Background: Aerosol delivery and deposition to the oropharynx and the lungs have been found to be different for solution-type and suspension-type metered-dose aerosols used for treatment of asthma. We investigated possible differences in clinical effects between solution and suspension metered-dose formoterol aerosols. Methods: A total of 24 patients with asthma (forced expiratory volume in 1 second, ≤70% predicted) inhaled single doses (12 μg or 24 μg) of formoterol solution and suspension so that we could investigate the immediate tremor, airway, and cardiovascular responses in a randomized, double-blind, crossover trial. Fenoterol suspension aerosol (400 μg) was used for comparison (single-blind, poststudy, nonrandomized administration). Fenoterol (400 μg) as a rescue medication was inhaled after 120 minutes on each of the 5 study days. Results: The order of mean (± SEM) maximum tremor acceleration was as follows: 12 μg formoterol solution (67.92 ± 4.54 cm · sec -2) <24 μg solution (73.46 ± 4.51 cm · sec -2) <12 μg suspension (80.87 ± 5.08 cm · sec -2) < fenoterol (84.13 ± 4.21 cm · sec -2) <24 μg formoterol suspension (88.54 ± 6.26 cm · sec -2). Maximum increase in specific airway conductance ranged from 0.48 ± 0.03 to 0.55 ± 0.04 sec -1 · kPa -1 for all drugs ( p > 0.05).
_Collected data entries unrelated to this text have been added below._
#[cfg(test)]
mod tests {
    use super::Jit;
    use crate::backend::{interp, Backend, CompileOptions, EntryPoint};
    use crate::frontend::analyze;
    use crate::unit::{CodeUnit, ReturnType};
    use test_case::test_case;

    fn run_with(body: &str, x: f64, options: &CompileOptions) -> f64 {
        let unit = CodeUnit::build(body, options.return_type);
        let compilation = Jit.compile(&unit, options).unwrap();
        let entry = compilation.artifact.entry_point(&unit.symbol()).unwrap();
        assert!(matches!(entry, EntryPoint::Native(_)));
        compilation.artifact.call(entry, x)
    }

    fn run(body: &str, x: f64) -> f64 {
        run_with(body, x, &CompileOptions::default())
    }

    #[test_case("3 + 5", 0.0 => 8.0 ; "constant")]
    #[test_case("x", 4.5 => 4.5 ; "parameter")]
    #[test_case("x * 2 - 1", 3.0 => 5.0 ; "arithmetic")]
    #[test_case("-x ^ 2", 3.0 => -9.0 ; "negated power")]
    #[test_case("x % 4", 7.0 => 3.0 ; "remainder")]
    #[test_case("math::sqrt(x)", 16.0 => 4.0 ; "intrinsic")]
    #[test_case("math::abs(x) + math::floor(x)", -2.5 => -0.5 ; "several intrinsics")]
    #[test_case("math::pow(x, 2) + math::pow(x, 3)", 2.0 => 12.0 ; "library call used twice")]
    #[test_case("math::max(x, 10)", 3.0 => 10.0 ; "binary call")]
    #[test_case("1 / x", 0.0 => f64::INFINITY ; "division by zero")]
    fn native(body: &str, x: f64) -> f64 {
        run(body, x)
    }

    #[test]
    fn without_optimization() {
        let options = CompileOptions {
            optimize: false,
            ..CompileOptions::default()
        };
        assert_eq!(run_with("math::sqrt(x) + 2 * 3", 4.0, &options), 8.0);
    }

    #[test]
    fn single_precision() {
        let options = CompileOptions {
            return_type: ReturnType::F32,
            ..CompileOptions::default()
        };
        assert_eq!(run_with("x / 10", 1.0, &options), f64::from(0.1_f32));
    }

    #[test]
    fn matches_interpreter() {
        let formulas = [
            "math::sin(x) * math::cos(x) + math::tan(x / 3)",
            "math::exp(-x) ^ 0.5 - math::log(x + 2)",
            "math::atan2(x, 2) % 0.3",
            "math::cbrt(x) + math::sinh(x) - math::round(x * 1.5)",
            "math::sign(x - 1) * math::min(x, math::E)",
        ];
        let options = CompileOptions::default();
        for formula in &formulas {
            let unit = CodeUnit::build(formula, ReturnType::F64);
            let analysis = analyze(&unit, &options).unwrap();
            for &x in &[-1.5, 0.0, 0.25, 1.0, 3.75] {
                let expected = interp::eval(&analysis.ast, x);
                let actual = run(formula, x);
                assert!(
                    expected.to_bits() == actual.to_bits() || (expected.is_nan() && actual.is_nan()),
                    "{} at {}: {} != {}",
                    formula,
                    x,
                    actual,
                    expected
                );
            }
        }
    }

    #[test]
    fn unknown_symbol() {
        let unit = CodeUnit::build("x", ReturnType::F64);
        let compilation = Jit.compile(&unit, &CompileOptions::default()).unwrap();
        assert!(compilation.artifact.entry_point("main").is_none());
    }

    #[test]
    fn entry_points_stay_with_their_artifact() {
        let options = CompileOptions::default();
        let other_unit = CodeUnit::build("x * 2 + 1", ReturnType::F64);
        let other = Jit.compile(&other_unit, &options).unwrap();
        let other_entry = other.artifact.entry_point(&other_unit.symbol()).unwrap();

        let unit = CodeUnit::build("x", ReturnType::F64);
        let compilation = Jit.compile(&unit, &options).unwrap();
        let entry = compilation.artifact.entry_point(&unit.symbol()).unwrap();
        assert_ne!(entry, other_entry);
        assert!(compilation.artifact.call(other_entry, 3.0).is_nan());
        assert!(compilation.artifact.call(EntryPoint::Interpreted(0), 3.0).is_nan());
        assert_eq!(compilation.artifact.call(entry, 3.0), 3.0);

        drop(other);
        assert!(compilation.artifact.call(other_entry, 3.0).is_nan());
    }

    #[test]
    fn front_end_errors() {
        let unit = CodeUnit::build("banana(x) +", ReturnType::F64);
        let diagnostics = Jit.compile(&unit, &CompileOptions::default()).err().unwrap();
        assert!(diagnostics.has_errors());
    }
}
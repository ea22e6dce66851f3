//! The math library generated code links against.
//!
//! Every function is an `extern "C"` wrapper over `libm`, so that the JIT can
//! call it through a symbol and the interpreter can call the very same
//! pointer. Both backends therefore produce identical results.

/// Module path under which the library is imported by code units.
pub const LIBRARY_PATH: &str = "math";

/// Signature of a one-argument library function.
pub type UnaryFn = extern "C" fn(f64) -> f64;
/// Signature of a two-argument library function.
pub type BinaryFn = extern "C" fn(f64, f64) -> f64;

/// What a library export is.
#[derive(Debug, Clone, Copy)]
pub enum Member {
    /// A named constant.
    Constant(f64),
    /// A function of one argument.
    Unary(UnaryFn),
    /// A function of two arguments.
    Binary(BinaryFn),
}

/// Operations with a native instruction, which the JIT emits inline instead
/// of calling the library symbol. They are exact, so results do not change.
#[derive(Debug, Clone, Copy, PartialEq, Eq)]
pub enum Intrinsic {
    Sqrt,
    Abs,
    Floor,
    Ceil,
    Trunc,
}

/// A public member of the math library.
#[derive(Debug)]
pub struct Export {
    /// Canonical, case sensitive name.
    pub name: &'static str,
    /// Linker symbol of the function wrapper, empty for constants.
    pub symbol: &'static str,
    pub member: Member,
    pub intrinsic: Option<Intrinsic>,
}

impl Export {
    /// Number of arguments, `None` for constants.
    #[must_use]
    pub fn arity(&self) -> Option<usize> {
        match self.member {
            Member::Constant(_) => None,
            Member::Unary(_) => Some(1),
            Member::Binary(_) => Some(2),
        }
    }

    /// Address of the function wrapper, for registering with a linker.
    #[must_use]
    pub fn address(&self) -> Option<*const u8> {
        match self.member {
            Member::Constant(_) => None,
            Member::Unary(func) => Some(func as *const u8),
            Member::Binary(func) => Some(func as *const u8),
        }
    }
}

macro_rules! unary {
    ($($name:ident => $libm:path;)*) => {
        $(
            extern "C" fn $name(x: f64) -> f64 {
                $libm(x)
            }
        )*
    };
}

macro_rules! binary {
    ($($name:ident => $libm:path;)*) => {
        $(
            extern "C" fn $name(a: f64, b: f64) -> f64 {
                $libm(a, b)
            }
        )*
    };
}

unary! {
    math_abs => libm::fabs;
    math_acos => libm::acos;
    math_acosh => libm::acosh;
    math_asin => libm::asin;
    math_asinh => libm::asinh;
    math_atan => libm::atan;
    math_atanh => libm::atanh;
    math_cbrt => libm::cbrt;
    math_ceil => libm::ceil;
    math_cos => libm::cos;
    math_cosh => libm::cosh;
    math_exp => libm::exp;
    math_floor => libm::floor;
    math_log => libm::log;
    math_log10 => libm::log10;
    math_log2 => libm::log2;
    math_round => libm::round;
    math_sin => libm::sin;
    math_sinh => libm::sinh;
    math_sqrt => libm::sqrt;
    math_tan => libm::tan;
    math_tanh => libm::tanh;
    math_truncate => libm::trunc;
}

binary! {
    math_atan2 => libm::atan2;
    math_max => libm::fmax;
    math_min => libm::fmin;
    math_pow => libm::pow;
    math_rem => libm::fmod;
}

// -1, 0 or 1; NaN stays NaN and both zeros map to 0.
extern "C" fn math_sign(x: f64) -> f64 {
    if x > 0.0 {
        1.0
    } else if x < 0.0 {
        -1.0
    } else if x.is_nan() {
        x
    } else {
        0.0
    }
}

/// Symbol of the `%` operator helper. Not an export: formulas reach it
/// through the operator only.
pub const REM_SYMBOL: &str = "calcfn_math_rem";
/// Symbol of the `^` operator helper, shared with the `pow` export.
pub const POW_SYMBOL: &str = "calcfn_math_pow";

/// Truncated remainder used for `%`.
pub const REM: BinaryFn = math_rem;
/// Power function used for `^`.
pub const POW: BinaryFn = math_pow;

macro_rules! export {
    (@intrinsic) => { None };
    (@intrinsic $intrinsic:ident) => { Some(Intrinsic::$intrinsic) };
    ($name:literal, Constant($value:expr)) => {
        Export {
            name: $name,
            symbol: "",
            member: Member::Constant($value),
            intrinsic: None,
        }
    };
    ($name:literal, $kind:ident($func:ident) $(, $intrinsic:ident)?) => {
        Export {
            name: $name,
            symbol: concat!("calcfn_", stringify!($func)),
            member: Member::$kind($func),
            intrinsic: export!(@intrinsic $($intrinsic)?),
        }
    };
}

/// The public surface of the math library, in declaration order.
pub static EXPORTS: &[Export] = &[
    export!("abs", Unary(math_abs), Abs),
    export!("acos", Unary(math_acos)),
    export!("acosh", Unary(math_acosh)),
    export!("asin", Unary(math_asin)),
    export!("asinh", Unary(math_asinh)),
    export!("atan", Unary(math_atan)),
    export!("atan2", Binary(math_atan2)),
    export!("atanh", Unary(math_atanh)),
    export!("cbrt", Unary(math_cbrt)),
    export!("ceil", Unary(math_ceil), Ceil),
    export!("cos", Unary(math_cos)),
    export!("cosh", Unary(math_cosh)),
    export!("exp", Unary(math_exp)),
    export!("floor", Unary(math_floor), Floor),
    export!("log", Unary(math_log)),
    export!("log10", Unary(math_log10)),
    export!("log2", Unary(math_log2)),
    export!("max", Binary(math_max)),
    export!("min", Binary(math_min)),
    export!("pow", Binary(math_pow)),
    export!("round", Unary(math_round)),
    export!("sign", Unary(math_sign)),
    export!("sin", Unary(math_sin)),
    export!("sinh", Unary(math_sinh)),
    export!("sqrt", Unary(math_sqrt), Sqrt),
    export!("tan", Unary(math_tan)),
    export!("tanh", Unary(math_tanh)),
    export!("truncate", Unary(math_truncate), Trunc),
    export!("E", Constant(std::f64::consts::E)),
];

/// Name of the π constant, which every vocabulary recognizes.
pub const PI_NAME: &str = "PI";

/// The π export. Kept outside of [`EXPORTS`] like a hand-registered entry.
pub static PI: Export = Export {
    name: PI_NAME,
    symbol: "",
    member: Member::Constant(std::f64::consts::PI),
    intrinsic: None,
};

/// Find an export by its exact canonical name.
#[must_use]
pub fn lookup(name: &str) -> Option<&'static Export> {
    if name == PI_NAME {
        return Some(&PI);
    }
    EXPORTS.iter().find(|export| export.name == name)
}

/// Every function export with its linker symbol and address, plus the
/// operator helpers.
pub fn symbols() -> impl Iterator<Item = (&'static str, *const u8)> {
    EXPORTS
        .iter()
        .filter_map(|export| export.address().map(|address| (export.symbol, address)))
        .chain(std::iter::once((REM_SYMBOL, REM as *const u8)))
}

#[cfg(test)]
mod tests {
    use super::*;
    use test_case::test_case;

    #[test_case("sin" => Some(1) ; "unary function")]
    #[test_case("atan2" => Some(2) ; "binary function")]
    #[test_case("PI" => None ; "constant")]
    #[test_case("E" => None ; "euler constant")]
    fn arity(name: &str) -> Option<usize> {
        lookup(name).unwrap().arity()
    }

    #[test]
    fn lookup_is_case_sensitive() {
        assert!(lookup("sin").is_some());
        assert!(lookup("Sin").is_none());
        assert!(lookup("pi").is_none());
        assert!(lookup("banana").is_none());
    }

    #[test]
    fn symbols_are_unique() {
        let mut names: Vec<_> = symbols().map(|(name, _)| name).collect();
        let count = names.len();
        names.sort_unstable();
        names.dedup();
        assert_eq!(names.len(), count);
        assert!(names.contains(&POW_SYMBOL));
        assert!(names.contains(&REM_SYMBOL));
    }

    #[test]
    fn sign() {
        assert_eq!(math_sign(-3.0), -1.0);
        assert_eq!(math_sign(0.0), 0.0);
        assert_eq!(math_sign(12.5), 1.0);
        assert!(math_sign(f64::NAN).is_nan());
    }
}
No change in cardiovascular parameters occurred ( p > 0.05). Conclusion: No difference in the bronchial response to either formulation of formoterol was found. Tremor response to suspension aerosol (24 μg > 12 μg) was higher than that to solution aerosol (24 μg > 12 μg), indicating possible differences in systemic absorption because of a different deposition pattern. Rescue medication demonstrated systemic effects on tremor that were additive to those of formoterol. ( J Allergy Clin Immunol 1995;96:495-501.)